Brief -
What follows is a set of records, each of which is to be written out exactly.

(Stored data entries)
== Segment start ==

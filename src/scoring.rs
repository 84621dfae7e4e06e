use crate::indicators::*;
use crate::models::Bar;
use serde::{Deserialize, Serialize};

/// Scores feeding the position state machine, each in 0-100; `confidence` is 0-1.
#[derive(Debug, Clone, Copy, PartialEq, Serialize, Deserialize)]
pub struct DecisionScores {
    pub technical: f64,
    pub momentum: f64,
    pub risk: f64,
    pub confidence: f64,
}

impl DecisionScores {
    pub fn new(technical: f64, momentum: f64, risk: f64) -> Self {
        let technical = technical.clamp(0.0, 100.0);
        let momentum = momentum.clamp(0.0, 100.0);
        let risk = risk.clamp(0.0, 100.0);
        let confidence = ((technical + momentum) / 200.0 * (1.0 - risk / 200.0)).clamp(0.0, 1.0);
        Self {
            technical,
            momentum,
            risk,
            confidence,
        }
    }

    /// Derive scores from the indicator values at `index`.
    ///
    /// Undefined (warmup) channels contribute nothing, so a short history
    /// lands near the neutral 50/50 mark.
    pub fn from_indicators(bars: &[Bar], indicators: &IndicatorSeries, index: usize) -> Self {
        let Some(bar) = bars.get(index) else {
            return Self::new(50.0, 50.0, 50.0);
        };
        let close = bar.close;
        let at = |channel: &str| indicators.value(channel, index);

        let mut technical = 50.0;
        let sma_fast = at(&sma_channel(5));
        let sma_mid = at(&sma_channel(20));
        let sma_slow = at(&sma_channel(60));
        if let Some(mid) = sma_mid {
            if close > mid {
                technical += 10.0;
            } else if close < mid {
                technical -= 10.0;
            }
            if let Some(fast) = sma_fast {
                if fast > mid {
                    technical += 10.0;
                } else if fast < mid {
                    technical -= 10.0;
                }
            }
            if let Some(slow) = sma_slow {
                if mid > slow {
                    technical += 10.0;
                } else if mid < slow {
                    technical -= 10.0;
                }
            }
        }
        if let (Some(macd), Some(signal)) = (at(CH_MACD), at(CH_MACD_SIGNAL)) {
            if macd > signal {
                technical += 10.0;
            } else if macd < signal {
                technical -= 10.0;
            }
            if macd > 0.0 {
                technical += 5.0;
            }
        }
        if let (Some(upper), Some(middle), Some(lower)) =
            (at(CH_BB_UPPER), at(CH_BB_MIDDLE), at(CH_BB_LOWER))
        {
            if close > middle && close <= upper {
                technical += 5.0;
            } else if close < lower {
                technical -= 10.0;
            }
        }

        let mut momentum = 50.0;
        let roc = at(CH_ROC);
        if let Some(roc) = roc {
            momentum += (roc * 3.0).clamp(-25.0, 25.0);
        }
        let rsi = at(CH_RSI);
        if let Some(rsi) = rsi {
            momentum += match rsi {
                r if r > 70.0 => 5.0,
                r if r > 55.0 => 15.0,
                r if r >= 45.0 => 0.0,
                r if r >= 30.0 => -5.0,
                _ => -15.0,
            };
        }
        if let (Some(ratio), Some(roc)) = (at(CH_VOLUME_RATIO), roc) {
            if ratio > 1.5 && roc > 0.0 {
                momentum += 10.0;
            }
        }

        let mut risk = 20.0;
        if let Some(atr) = at(CH_ATR) {
            if close > 0.0 {
                risk += (atr / close * 1000.0).clamp(0.0, 50.0);
            }
        }
        if let Some(rsi) = rsi {
            if rsi > 80.0 {
                risk += 15.0;
            } else if rsi < 20.0 {
                risk += 10.0;
            }
        }
        if let (Some(upper), Some(lower)) = (at(CH_BB_UPPER), at(CH_BB_LOWER)) {
            if close > upper {
                risk += 15.0;
            } else if close < lower {
                risk += 10.0;
            }
        }

        Self::new(technical, momentum, risk)
    }

    pub fn latest(bars: &[Bar], indicators: &IndicatorSeries) -> Self {
        Self::from_indicators(bars, indicators, bars.len().saturating_sub(1))
    }
}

== Segment end ==

Response area -
filename src/scoring.rs
repository 84621dfae7e4e06e
use crate::indicators::*;
use crate::models::Bar;
use serde::{Deserialize, Serialize};

/// Scores feeding the position state machine, each in 0-100; `confidence` is 0-1.
#[derive(Debug, Clone, Copy, PartialEq, Serialize, Deserialize)]
pub struct DecisionScores {
    pub technical: f64,
    pub momentum: f64,
    pub risk: f64,
    pub confidence: f64,
}

impl DecisionScores {
    pub fn new(technical: f64, momentum: f64, risk: f64) -> Self {
        let technical = technical.clamp(0.0, 100.0);
        let momentum = momentum.clamp(0.0, 100.0);
        let risk = risk.clamp(0.0, 100.0);
        let confidence = ((technical + momentum) / 200.0 * (1.0 - risk / 200.0)).clamp(0.0, 1.0);
        Self {
            technical,
            momentum,
            risk,
            confidence,
        }
    }

    /// Derive scores from the indicator values at `index`.
    ///
    /// Undefined (warmup) channels contribute nothing, so a short history
    /// lands near the neutral 50/50 mark.
    pub fn from_indicators(bars: &[Bar], indicators: &IndicatorSeries, index: usize) -> Self {
        let Some(bar) = bars.get(index) else {
            return Self::new(50.0, 50.0, 50.0);
        };
        let close = bar.close;
        let at = |channel: &str| indicators.value(channel, index);

        let mut technical = 50.0;
        let sma_fast = at(&sma_channel(5));
        let sma_mid = at(&sma_channel(20));
        let sma_slow = at(&sma_channel(60));
        if let Some(mid) = sma_mid {
            if close > mid {
                technical += 10.0;
            } else if close < mid {
                technical -= 10.0;
            }
            if let Some(fast) = sma_fast {
                if fast > mid {
                    technical += 10.0;
                } else if fast < mid {
                    technical -= 10.0;
                }
            }
            if let Some(slow) = sma_slow {
                if mid > slow {
                    technical += 10.0;
                } else if mid < slow {
                    technical -= 10.0;
                }
            }
        }
        if let (Some(macd), Some(signal)) = (at(CH_MACD), at(CH_MACD_SIGNAL)) {
            if macd > signal {
                technical += 10.0;
            } else if macd < signal {
                technical -= 10.0;
            }
            if macd > 0.0 {
                technical += 5.0;
            }
        }
        if let (Some(upper), Some(middle), Some(lower)) =
            (at(CH_BB_UPPER), at(CH_BB_MIDDLE), at(CH_BB_LOWER))
        {
            if close > middle && close <= upper {
                technical += 5.0;
            } else if close < lower {
                technical -= 10.0;
            }
        }

        let mut momentum = 50.0;
        let roc = at(CH_ROC);
        if let Some(roc) = roc {
            momentum += (roc * 3.0).clamp(-25.0, 25.0);
        }
        let rsi = at(CH_RSI);
        if let Some(rsi) = rsi {
            momentum += match rsi {
                r if r > 70.0 => 5.0,
                r if r > 55.0 => 15.0,
                r if r >= 45.0 => 0.0,
                r if r >= 30.0 => -5.0,
                _ => -15.0,
            };
        }
        if let (Some(ratio), Some(roc)) = (at(CH_VOLUME_RATIO), roc) {
            if ratio > 1.5 && roc > 0.0 {
                momentum += 10.0;
            }
        }

        let mut risk = 20.0;
        if let Some(atr) = at(CH_ATR) {
            if close > 0.0 {
                risk += (atr / close * 1000.0).clamp(0.0, 50.0);
            }
        }
        if let Some(rsi) = rsi {
            if rsi > 80.0 {
                risk += 15.0;
            } else if rsi < 20.0 {
                risk += 10.0;
            }
        }
        if let (Some(upper), Some(lower)) = (at(CH_BB_UPPER), at(CH_BB_LOWER)) {
            if close > upper {
                risk += 15.0;
            } else if close < lower {
                risk += 10.0;
            }
        }

        Self::new(technical, momentum, risk)
    }

    pub fn latest(bars: &[Bar], indicators: &IndicatorSeries) -> Self {
        Self::from_indicators(bars, indicators, bars.len().saturating_sub(1))
    }
}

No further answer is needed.